Charter schools have recently come under fire citing their high suspension rates and King thinks these schools should completely revamp their school disciplinary practices, ChalkBeat reported.

His speech cantered on a long time coming movement - the reconsideration of the "no excuses" discipline that has exemplified United State's highest-profile charter schools.

In reconsidering discipline, charters too have the chance to lead the way on equity, King noted in his speech (via U.S. Department of Education).

More often than not, students who end up been suspended and expelled are the students that hardly pass.

As a co-founder of a leading Boston charter schools Roxbury Prep, King himself established a school that revolved on no-excuse ideas.

He noted that his school was determined to ensure that students stuck to its uniform policy along with a slew of other rules in a bid to create a well-balanced learning environment and to train the students for professional success.
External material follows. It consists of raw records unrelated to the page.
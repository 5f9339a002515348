use std::collections::BTreeMap;

use super::model::{Config, ConfigSource};

fn source_label(source: ConfigSource) -> &'static str {
    match source {
        ConfigSource::Cli => "cli",
        ConfigSource::Config => "config",
        ConfigSource::Programmatic => "programmatic",
        ConfigSource::Default => "default",
    }
}

impl Config {
    /// Effective configuration as `key -> (value, source)`.
    #[must_use]
    pub fn effective_config(&self) -> BTreeMap<String, (String, String)> {
        let mut out = BTreeMap::new();
        let mut add = |key: &str, value: String| {
            out.insert(
                key.to_string(),
                (value, source_label(self.source_of(key)).to_string()),
            );
        };

        add("home", self.home().to_string());
        add("execution_mode", self.defaults.execution_mode.to_string());
        if let Some(level) = &self.defaults.log_level {
            add("log_level", level.clone());
        }
        add("lock.wait_ms", self.lock.wait_ms.to_string());
        add("lock.poll_ms", self.lock.poll_ms.to_string());
        add("lock.stale_after_secs", self.lock.stale_after_secs.to_string());
        add("state.rollout", self.state.rollout.to_string());
        add(
            "state.allow_legacy_fields",
            self.state.allow_legacy_fields.to_string(),
        );
        if let Some(path) = &self.registry.path {
            add("registry.path", path.to_string());
        }
        add("engine.version", self.engine.version.clone());
        out
    }
}

#[cfg(test)]
mod tests {
    use super::*;

    #[test]
    fn test_effective_config_reports_sources() {
        let mut config = Config::default();
        config.lock.wait_ms = 10;
        config.attribute("lock.wait_ms", ConfigSource::Cli);
        let eff = config.effective_config();
        assert_eq!(
            eff.get("lock.wait_ms"),
            Some(&("10".to_string(), "cli".to_string()))
        );
        assert_eq!(eff.get("state.rollout").unwrap().1, "default");
    }
}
King, who assisted in leading the Uncommon Schools charter network, warned the charter school leaders that they will be held responsible so they should rather learn their lesson with him than in the world when they will have to deal with how the world treats that.

At several charter schools, these strict disciplines also lead to high suspension numbers. In a bid to curb these suspensions, several charter schools in New York have introduced changes.

Citing the benefit of what they've learned over the last 20 years, the leaders of Uncommon are aptly reconsidering discipline, King noted.

Schools in that network now opt more often for support groups for students, mentoring and counselling but this move should've come a lot earlier, he added.